━━━━━ Exercise input
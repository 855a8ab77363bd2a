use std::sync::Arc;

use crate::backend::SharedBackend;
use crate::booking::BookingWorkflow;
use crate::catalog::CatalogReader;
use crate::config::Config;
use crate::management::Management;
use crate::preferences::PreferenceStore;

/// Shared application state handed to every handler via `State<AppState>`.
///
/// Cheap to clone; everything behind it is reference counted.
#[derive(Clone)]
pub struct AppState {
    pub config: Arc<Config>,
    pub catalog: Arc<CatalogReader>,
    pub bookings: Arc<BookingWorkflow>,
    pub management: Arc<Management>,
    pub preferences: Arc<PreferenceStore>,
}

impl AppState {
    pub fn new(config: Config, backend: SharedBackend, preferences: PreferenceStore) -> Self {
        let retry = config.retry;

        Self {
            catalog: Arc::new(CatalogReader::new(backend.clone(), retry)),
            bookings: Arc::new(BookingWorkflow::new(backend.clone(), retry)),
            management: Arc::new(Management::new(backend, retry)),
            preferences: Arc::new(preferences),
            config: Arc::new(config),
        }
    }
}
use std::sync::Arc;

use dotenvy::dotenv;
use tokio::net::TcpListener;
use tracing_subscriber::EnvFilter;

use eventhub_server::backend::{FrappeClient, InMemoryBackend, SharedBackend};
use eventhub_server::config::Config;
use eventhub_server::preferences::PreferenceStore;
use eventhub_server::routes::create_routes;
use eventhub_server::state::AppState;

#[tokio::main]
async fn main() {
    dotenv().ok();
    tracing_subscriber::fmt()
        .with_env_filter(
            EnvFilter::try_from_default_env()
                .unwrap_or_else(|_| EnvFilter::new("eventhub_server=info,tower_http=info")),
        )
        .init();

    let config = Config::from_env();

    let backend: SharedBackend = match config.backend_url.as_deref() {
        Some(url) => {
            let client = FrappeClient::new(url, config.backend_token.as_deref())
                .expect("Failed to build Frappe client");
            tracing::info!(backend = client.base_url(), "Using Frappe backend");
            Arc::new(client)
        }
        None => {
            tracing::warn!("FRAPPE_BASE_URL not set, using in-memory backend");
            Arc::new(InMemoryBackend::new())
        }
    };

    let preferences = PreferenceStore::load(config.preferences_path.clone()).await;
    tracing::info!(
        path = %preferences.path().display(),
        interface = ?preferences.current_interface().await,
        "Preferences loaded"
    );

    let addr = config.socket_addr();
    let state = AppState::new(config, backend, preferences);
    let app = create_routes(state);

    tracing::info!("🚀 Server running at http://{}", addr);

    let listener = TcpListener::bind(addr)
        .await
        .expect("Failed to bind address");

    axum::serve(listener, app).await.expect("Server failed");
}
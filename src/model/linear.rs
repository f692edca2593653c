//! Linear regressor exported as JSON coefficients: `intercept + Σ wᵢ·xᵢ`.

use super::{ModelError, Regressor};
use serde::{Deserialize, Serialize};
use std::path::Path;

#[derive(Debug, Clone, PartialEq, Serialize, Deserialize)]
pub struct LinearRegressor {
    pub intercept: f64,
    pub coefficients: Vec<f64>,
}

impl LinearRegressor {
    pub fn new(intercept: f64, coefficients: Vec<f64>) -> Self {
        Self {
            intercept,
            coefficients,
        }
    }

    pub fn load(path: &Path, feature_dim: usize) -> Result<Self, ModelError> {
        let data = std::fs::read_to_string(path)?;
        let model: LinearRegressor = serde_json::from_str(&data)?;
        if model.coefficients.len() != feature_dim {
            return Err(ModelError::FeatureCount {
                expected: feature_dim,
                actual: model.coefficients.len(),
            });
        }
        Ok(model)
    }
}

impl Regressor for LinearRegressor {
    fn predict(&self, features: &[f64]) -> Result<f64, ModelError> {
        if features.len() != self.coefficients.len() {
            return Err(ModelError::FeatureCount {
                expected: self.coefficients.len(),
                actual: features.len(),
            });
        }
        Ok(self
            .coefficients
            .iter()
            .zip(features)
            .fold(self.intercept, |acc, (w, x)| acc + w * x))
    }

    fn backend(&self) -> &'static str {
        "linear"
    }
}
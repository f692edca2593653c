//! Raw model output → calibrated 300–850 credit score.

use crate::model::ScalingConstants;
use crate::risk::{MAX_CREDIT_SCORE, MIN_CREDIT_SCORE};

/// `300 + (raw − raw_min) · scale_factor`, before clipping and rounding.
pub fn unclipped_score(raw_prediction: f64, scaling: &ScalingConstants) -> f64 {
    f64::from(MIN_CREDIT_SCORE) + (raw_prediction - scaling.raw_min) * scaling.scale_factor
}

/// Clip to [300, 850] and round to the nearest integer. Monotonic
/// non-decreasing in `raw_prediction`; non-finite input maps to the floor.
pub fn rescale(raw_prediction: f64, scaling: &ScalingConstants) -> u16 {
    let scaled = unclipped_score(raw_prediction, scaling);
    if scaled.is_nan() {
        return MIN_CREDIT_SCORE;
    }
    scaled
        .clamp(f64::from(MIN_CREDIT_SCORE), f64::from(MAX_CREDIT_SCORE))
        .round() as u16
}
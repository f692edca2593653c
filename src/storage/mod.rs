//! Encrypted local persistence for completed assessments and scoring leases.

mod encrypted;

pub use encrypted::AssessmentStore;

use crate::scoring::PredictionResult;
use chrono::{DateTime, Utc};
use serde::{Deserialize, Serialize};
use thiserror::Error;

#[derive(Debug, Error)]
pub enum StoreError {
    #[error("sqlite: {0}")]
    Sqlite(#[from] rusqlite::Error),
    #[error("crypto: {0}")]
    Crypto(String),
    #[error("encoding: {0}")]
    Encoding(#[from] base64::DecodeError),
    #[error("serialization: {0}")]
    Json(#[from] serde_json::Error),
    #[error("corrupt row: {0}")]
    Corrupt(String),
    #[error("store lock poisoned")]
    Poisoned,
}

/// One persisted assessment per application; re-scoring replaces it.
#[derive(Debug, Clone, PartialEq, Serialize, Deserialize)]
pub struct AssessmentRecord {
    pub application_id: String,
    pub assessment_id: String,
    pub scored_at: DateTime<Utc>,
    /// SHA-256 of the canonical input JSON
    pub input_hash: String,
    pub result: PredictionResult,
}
━━━━━━━━━━
Problem to solve:
Please return every line from the first one in the records above down to the line containing "use eventhub_server::preferences::PreferenceStore;", including both, exactly as written and nothing more.

Reply:
repository 855a8ab77363bd2a
use std::sync::Arc;

use crate::backend::SharedBackend;
use crate::booking::BookingWorkflow;
use crate::catalog::CatalogReader;
use crate::config::Config;
use crate::management::Management;
use crate::preferences::PreferenceStore;

/// Shared application state handed to every handler via `State<AppState>`.
///
/// Cheap to clone; everything behind it is reference counted.
#[derive(Clone)]
pub struct AppState {
    pub config: Arc<Config>,
    pub catalog: Arc<CatalogReader>,
    pub bookings: Arc<BookingWorkflow>,
    pub management: Arc<Management>,
    pub preferences: Arc<PreferenceStore>,
}

impl AppState {
    pub fn new(config: Config, backend: SharedBackend, preferences: PreferenceStore) -> Self {
        let retry = config.retry;

        Self {
            catalog: Arc::new(CatalogReader::new(backend.clone(), retry)),
            bookings: Arc::new(BookingWorkflow::new(backend.clone(), retry)),
            management: Arc::new(Management::new(backend, retry)),
            preferences: Arc::new(preferences),
            config: Arc::new(config),
        }
    }
}
use std::sync::Arc;

use dotenvy::dotenv;
use tokio::net::TcpListener;
use tracing_subscriber::EnvFilter;

use eventhub_server::backend::{FrappeClient, InMemoryBackend, SharedBackend};
use eventhub_server::config::Config;
use eventhub_server::preferences::PreferenceStore;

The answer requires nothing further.